Los Angeles, CA (September 6, 2012) While commentators and scholars argue that political groups have become more polarized in the US, a new study finds that moderate political groups are not as well covered in newspaper articles as more radical right and left-wing groups. This study is found in a recent article from Journalism & Mass Communication Quarterly, a SAGE journal and an official journal of the Association for Education in Journalism and Mass Communication.
"Extremes are more intuitively novel, entertaining, and colorful, representing another common news value," wrote the authors of the study, Michael McCluskey and Young Mie Kim. "Moderate voices may be more difficult to portray as exciting than extreme voices."
McCluskey and Kim examined 208 political advocacy groups that represented a range of political ideologies as they were represented across 118 newspapers. They found that groups that expressed more polarized opinions on political issues were mentioned in larger newspapers, appeared earlier in articles, and were mentioned in more paragraphs.
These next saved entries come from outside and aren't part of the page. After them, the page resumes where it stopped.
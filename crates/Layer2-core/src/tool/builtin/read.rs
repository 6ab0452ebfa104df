//! FileRead - 파일 읽기 도구
//!
//! 파일 전체 내용을 지정한 인코딩으로 디코딩해서 반환합니다.

use async_trait::async_trait;
use serde_json::json;
use tokio::fs;
use toolgate_foundation::{Capability, ErrorKind, Result};
use tracing::debug;

use super::encoding::TextEncoding;
use crate::tool::{PathIntent, Tool, ToolArgs, ToolContext, ToolResult, ToolSchema};

/// FileRead 도구
#[derive(Debug, Default)]
pub struct ReadTool;

impl ReadTool {
    pub const NAME: &'static str = "FileRead";

    pub fn new() -> Self {
        Self
    }
}

#[async_trait]
impl Tool for ReadTool {
    fn name(&self) -> &'static str {
        Self::NAME
    }

    fn description(&self) -> &'static str {
        "Read the full contents of a text file"
    }

    fn capability(&self) -> Capability {
        Capability::ReadFile
    }

    fn schema(&self) -> ToolSchema {
        ToolSchema::builder()
            .string_param("path", "Path of the file to read", true)
            .string_param("encoding", "utf-8 (default), ascii or latin-1", false)
            .build()
    }

    async fn execute(&self, args: ToolArgs, ctx: &ToolContext) -> Result<ToolResult> {
        let encoding = TextEncoding::parse(args.opt_str("encoding"))?;
        let path = ctx.resolve_path(args.str("path")?, PathIntent::Read)?;

        let metadata = match fs::metadata(&path).await {
            Ok(m) => m,
            Err(e) if e.kind() == std::io::ErrorKind::NotFound => {
                return Ok(ToolResult::failure(
                    ErrorKind::NotFound,
                    format!("File not found: {}", path.display()),
                ));
            }
            Err(e) => return Err(e.into()),
        };
        if metadata.is_dir() {
            return Ok(ToolResult::failure(
                ErrorKind::InvalidInput,
                format!("Path is a directory: {}", path.display()),
            ));
        }

        let bytes = fs::read(&path).await?;
        let size = bytes.len();
        let content = encoding.decode(bytes)?;

        debug!(path = %path.display(), size, "File read");

        Ok(ToolResult::success(json!({
            "path": path.display().to_string(),
            "content": content,
            "size": size,
        })))
    }
}
//! Builtin Tools - 내장 도구들
//!
//! ## 도구 목록
//!
//! ### 파일시스템 (Filesystem)
//! - `FileRead` - 파일 읽기 (read:file)
//! - `FileWrite` - 파일 쓰기, 덮어쓰기 전 스냅샷 (write:file)
//! - `FileDelete` - 파일/디렉토리 삭제, 삭제 전 스냅샷 (delete:file)
//! - `ListDirectory` - 디렉토리 목록 (read:file)
//!
//! ### 실행 (Execute)
//! - `ExecuteCommand` - 프로세스 실행 (execute:command)
//!
//! ### 네트워크 (Network)
//! - `HttpRequest` - 외부 HTTP 요청 (network:outbound)

mod encoding;

// Filesystem tools
pub mod delete;
pub mod list;
pub mod read;
pub mod write;

// Execute tools
pub mod exec;

// Network tools
pub mod http;

// Re-exports
pub use delete::DeleteTool;
pub use encoding::TextEncoding;
pub use exec::ExecTool;
pub use http::HttpTool;
pub use list::ListTool;
pub use read::ReadTool;
pub use write::WriteTool;

use super::traits::Tool;
use std::sync::Arc;
use toolgate_foundation::GatewayConfig;

/// 모든 builtin 도구 인스턴스 생성
pub fn all_tools(config: &GatewayConfig) -> Vec<Arc<dyn Tool>> {
    vec![
        // Filesystem
        Arc::new(ReadTool::new()) as Arc<dyn Tool>,
        Arc::new(WriteTool::new()),
        Arc::new(DeleteTool::new()),
        Arc::new(ListTool::new()),
        // Execute
        Arc::new(ExecTool::new(config.command.policy())),
        // Network
        Arc::new(HttpTool::new()),
    ]
}
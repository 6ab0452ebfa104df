//! Permission Manager - 런타임 권한 관리
//!
//! principal → capability 집합을 프로세스 수명 동안 보관한다.
//! 읽기는 공유 락, grant/revoke는 배타 락으로 직렬화된다.

use super::capability::Capability;
use super::settings::PermissionTable;
use parking_lot::RwLock;
use std::collections::{BTreeSet, HashMap, HashSet};
use tracing::info;

/// 권한 관리자
pub struct PermissionManager {
    table: RwLock<HashMap<String, HashSet<Capability>>>,
}

impl PermissionManager {
    /// 기본 테이블(admin/user/readonly)로 생성
    pub fn new() -> Self {
        Self::from_table(PermissionTable::defaults())
    }

    /// 빈 테이블로 생성
    pub fn empty() -> Self {
        Self {
            table: RwLock::new(HashMap::new()),
        }
    }

    /// 설정/저장소에서 읽은 테이블로 생성
    pub fn from_table(table: PermissionTable) -> Self {
        let map = table
            .0
            .into_iter()
            .map(|(principal, caps)| (principal, caps.into_iter().collect()))
            .collect();
        Self {
            table: RwLock::new(map),
        }
    }

    /// 권한 확인
    ///
    /// 에러를 반환하지 않는다. 모르는 principal은 빈 집합이므로 false.
    pub fn check(&self, principal: &str, capability: Capability) -> bool {
        self.table
            .read()
            .get(principal)
            .map(|caps| caps.contains(&capability))
            .unwrap_or(false)
    }

    /// 권한 부여
    pub fn grant(&self, principal: &str, capability: Capability) {
        let added = self
            .table
            .write()
            .entry(principal.to_string())
            .or_default()
            .insert(capability);

        if added {
            info!(principal = %principal, capability = %capability, "Capability granted");
        }
    }

    /// 권한 회수
    pub fn revoke(&self, principal: &str, capability: Capability) {
        let removed = self
            .table
            .write()
            .get_mut(principal)
            .map(|caps| caps.remove(&capability))
            .unwrap_or(false);

        if removed {
            info!(principal = %principal, capability = %capability, "Capability revoked");
        }
    }

    /// principal의 권한 집합 교체
    pub fn set_capabilities(&self, principal: &str, capabilities: impl IntoIterator<Item = Capability>) {
        let caps: HashSet<Capability> = capabilities.into_iter().collect();
        info!(principal = %principal, count = caps.len(), "Capabilities replaced");
        self.table.write().insert(principal.to_string(), caps);
    }

    /// principal의 권한 집합 (정렬됨)
    pub fn capabilities_of(&self, principal: &str) -> BTreeSet<Capability> {
        self.table
            .read()
            .get(principal)
            .map(|caps| caps.iter().copied().collect())
            .unwrap_or_default()
    }

    /// 등록된 principal 목록 (정렬됨)
    pub fn principals(&self) -> Vec<String> {
        let mut names: Vec<String> = self.table.read().keys().cloned().collect();
        names.sort();
        names
    }

    /// 현재 테이블 스냅샷 (영속화용)
    pub fn snapshot(&self) -> PermissionTable {
        PermissionTable(
            self.table
                .read()
                .iter()
                .map(|(p, caps)| (p.clone(), caps.iter().copied().collect()))
                .collect(),
        )
    }
}

impl Default for PermissionManager {
    fn default() -> Self {
        Self::new()
    }
}

// ============================================================================
// 테스트
// ============================================================================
The authors wrote, "More people had the opportunity to note those groups, fueling perceptions of those groups as important or legitimate."
The authors also pointed out that moderate views are less easy to define than more radical opinions and that discussing extreme views make it easier to explain the issue at hand.
Journalism & Mass Communication Quarterly (JMCQ) is a quarterly, peer-reviewed journal that focuses on research in journalism and mass communication. Each issue features reports of original investigation, presenting the latest developments in theory and methodology of communication, international communication, journalism history, and social and legal problems.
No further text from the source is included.